*** Block opens ***

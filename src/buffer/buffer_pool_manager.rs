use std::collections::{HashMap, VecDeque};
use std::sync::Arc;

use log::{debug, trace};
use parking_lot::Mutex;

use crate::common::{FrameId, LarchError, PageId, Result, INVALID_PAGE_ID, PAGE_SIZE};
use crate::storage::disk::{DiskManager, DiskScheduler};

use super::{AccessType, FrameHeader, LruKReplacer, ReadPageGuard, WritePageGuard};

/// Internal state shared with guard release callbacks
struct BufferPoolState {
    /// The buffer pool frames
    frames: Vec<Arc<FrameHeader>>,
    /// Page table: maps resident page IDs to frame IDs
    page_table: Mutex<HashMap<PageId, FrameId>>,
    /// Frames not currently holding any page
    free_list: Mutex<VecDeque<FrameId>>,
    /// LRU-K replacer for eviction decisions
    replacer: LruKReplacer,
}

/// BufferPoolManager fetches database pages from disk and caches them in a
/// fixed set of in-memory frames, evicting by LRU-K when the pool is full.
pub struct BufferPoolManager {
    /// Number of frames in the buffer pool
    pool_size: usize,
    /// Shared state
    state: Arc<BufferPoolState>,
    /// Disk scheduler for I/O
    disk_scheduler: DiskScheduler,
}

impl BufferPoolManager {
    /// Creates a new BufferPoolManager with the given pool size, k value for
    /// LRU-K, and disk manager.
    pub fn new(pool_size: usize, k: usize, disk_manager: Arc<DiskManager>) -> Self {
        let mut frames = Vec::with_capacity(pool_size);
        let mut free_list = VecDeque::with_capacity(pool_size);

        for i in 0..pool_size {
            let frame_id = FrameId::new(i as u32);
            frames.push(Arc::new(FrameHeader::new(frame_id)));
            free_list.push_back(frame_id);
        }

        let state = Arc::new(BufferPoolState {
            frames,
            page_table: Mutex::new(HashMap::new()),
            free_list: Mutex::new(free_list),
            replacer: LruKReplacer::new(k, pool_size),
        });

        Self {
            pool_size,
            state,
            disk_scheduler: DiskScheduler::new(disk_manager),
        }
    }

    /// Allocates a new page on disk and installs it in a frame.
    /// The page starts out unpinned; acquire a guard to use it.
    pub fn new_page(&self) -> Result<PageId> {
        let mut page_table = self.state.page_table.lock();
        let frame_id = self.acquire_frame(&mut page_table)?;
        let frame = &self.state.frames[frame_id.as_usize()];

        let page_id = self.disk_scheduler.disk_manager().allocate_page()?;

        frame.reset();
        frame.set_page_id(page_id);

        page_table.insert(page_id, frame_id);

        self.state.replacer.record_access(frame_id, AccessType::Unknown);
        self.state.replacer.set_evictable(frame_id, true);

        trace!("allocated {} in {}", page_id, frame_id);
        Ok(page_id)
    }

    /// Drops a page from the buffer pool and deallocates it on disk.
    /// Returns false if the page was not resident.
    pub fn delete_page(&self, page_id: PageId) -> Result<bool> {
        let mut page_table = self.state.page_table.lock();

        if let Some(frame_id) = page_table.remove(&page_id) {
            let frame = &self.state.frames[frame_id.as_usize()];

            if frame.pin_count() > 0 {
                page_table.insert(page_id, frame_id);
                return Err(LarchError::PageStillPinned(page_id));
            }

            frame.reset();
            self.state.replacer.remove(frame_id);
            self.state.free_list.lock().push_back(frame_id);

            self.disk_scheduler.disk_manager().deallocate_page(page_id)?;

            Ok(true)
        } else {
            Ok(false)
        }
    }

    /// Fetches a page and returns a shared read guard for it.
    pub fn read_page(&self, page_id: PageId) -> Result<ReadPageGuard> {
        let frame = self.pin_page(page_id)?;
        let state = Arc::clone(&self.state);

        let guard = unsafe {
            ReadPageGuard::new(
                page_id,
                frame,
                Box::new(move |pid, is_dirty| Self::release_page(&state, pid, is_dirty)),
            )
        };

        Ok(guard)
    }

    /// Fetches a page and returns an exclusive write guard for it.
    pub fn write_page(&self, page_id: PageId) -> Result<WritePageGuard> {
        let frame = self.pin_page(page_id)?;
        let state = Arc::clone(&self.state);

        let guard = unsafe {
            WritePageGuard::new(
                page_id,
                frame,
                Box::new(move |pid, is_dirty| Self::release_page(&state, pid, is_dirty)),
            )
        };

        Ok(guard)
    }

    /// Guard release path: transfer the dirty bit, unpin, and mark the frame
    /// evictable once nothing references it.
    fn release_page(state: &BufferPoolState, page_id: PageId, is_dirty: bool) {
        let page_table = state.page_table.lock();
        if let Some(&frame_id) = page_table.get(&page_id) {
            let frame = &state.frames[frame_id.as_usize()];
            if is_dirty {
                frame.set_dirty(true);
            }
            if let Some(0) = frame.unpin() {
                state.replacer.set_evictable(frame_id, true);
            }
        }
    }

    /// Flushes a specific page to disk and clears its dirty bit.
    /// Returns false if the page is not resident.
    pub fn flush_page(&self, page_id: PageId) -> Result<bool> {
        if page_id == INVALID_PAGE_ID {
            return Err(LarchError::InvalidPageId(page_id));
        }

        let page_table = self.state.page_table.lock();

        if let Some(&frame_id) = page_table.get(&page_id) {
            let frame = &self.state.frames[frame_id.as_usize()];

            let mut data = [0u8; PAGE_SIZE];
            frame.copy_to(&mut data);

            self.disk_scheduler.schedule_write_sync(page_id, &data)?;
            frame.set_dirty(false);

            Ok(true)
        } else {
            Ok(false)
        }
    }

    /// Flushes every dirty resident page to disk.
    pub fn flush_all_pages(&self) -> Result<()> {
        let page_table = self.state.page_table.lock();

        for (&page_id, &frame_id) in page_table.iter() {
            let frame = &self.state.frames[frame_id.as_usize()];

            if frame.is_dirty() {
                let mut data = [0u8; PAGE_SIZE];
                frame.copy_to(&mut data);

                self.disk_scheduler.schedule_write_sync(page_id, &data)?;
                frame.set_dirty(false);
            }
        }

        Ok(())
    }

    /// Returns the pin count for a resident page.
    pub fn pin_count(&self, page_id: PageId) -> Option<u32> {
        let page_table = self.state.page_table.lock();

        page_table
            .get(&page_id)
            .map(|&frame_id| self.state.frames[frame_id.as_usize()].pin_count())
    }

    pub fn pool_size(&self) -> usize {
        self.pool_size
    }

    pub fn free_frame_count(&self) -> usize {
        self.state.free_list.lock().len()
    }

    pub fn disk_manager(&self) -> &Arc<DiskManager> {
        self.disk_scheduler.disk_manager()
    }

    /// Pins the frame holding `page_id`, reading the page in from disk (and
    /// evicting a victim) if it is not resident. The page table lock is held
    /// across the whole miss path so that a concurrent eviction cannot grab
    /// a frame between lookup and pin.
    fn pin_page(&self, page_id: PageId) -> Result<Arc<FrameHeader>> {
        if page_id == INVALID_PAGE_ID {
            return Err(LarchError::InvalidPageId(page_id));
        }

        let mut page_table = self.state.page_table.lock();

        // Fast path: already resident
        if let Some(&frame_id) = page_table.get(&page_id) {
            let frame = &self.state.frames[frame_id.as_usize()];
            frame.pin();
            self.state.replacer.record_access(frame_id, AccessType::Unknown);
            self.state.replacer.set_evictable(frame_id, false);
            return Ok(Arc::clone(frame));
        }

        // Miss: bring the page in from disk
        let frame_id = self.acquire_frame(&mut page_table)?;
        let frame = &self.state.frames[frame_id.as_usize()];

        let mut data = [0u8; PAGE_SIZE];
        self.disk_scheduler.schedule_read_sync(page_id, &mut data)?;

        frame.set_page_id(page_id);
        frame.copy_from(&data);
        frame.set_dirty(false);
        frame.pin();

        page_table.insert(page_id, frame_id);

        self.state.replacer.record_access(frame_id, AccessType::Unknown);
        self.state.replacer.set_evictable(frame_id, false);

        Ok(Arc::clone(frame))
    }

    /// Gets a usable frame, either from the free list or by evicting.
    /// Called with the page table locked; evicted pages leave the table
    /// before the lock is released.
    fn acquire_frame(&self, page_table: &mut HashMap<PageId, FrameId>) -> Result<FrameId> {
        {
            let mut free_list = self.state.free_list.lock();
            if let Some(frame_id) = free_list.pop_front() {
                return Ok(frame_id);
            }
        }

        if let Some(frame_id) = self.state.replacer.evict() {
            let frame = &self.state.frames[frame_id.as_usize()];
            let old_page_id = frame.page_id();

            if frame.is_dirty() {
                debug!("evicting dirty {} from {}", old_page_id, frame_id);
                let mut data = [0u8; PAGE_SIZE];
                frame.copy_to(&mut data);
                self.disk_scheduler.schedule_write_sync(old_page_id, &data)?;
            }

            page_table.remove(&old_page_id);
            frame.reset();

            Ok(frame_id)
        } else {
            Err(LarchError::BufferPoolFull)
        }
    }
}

*** Block closes ***

▶ [WHAT YOU NEED TO DO]:
For each line of the data that has the word "LruKReplacer", report that line.

▶ [EXERCISE ANSWER]:
use super::{AccessType, FrameHeader, LruKReplacer, ReadPageGuard, WritePageGuard};
    replacer: LruKReplacer,
            replacer: LruKReplacer::new(k, pool_size),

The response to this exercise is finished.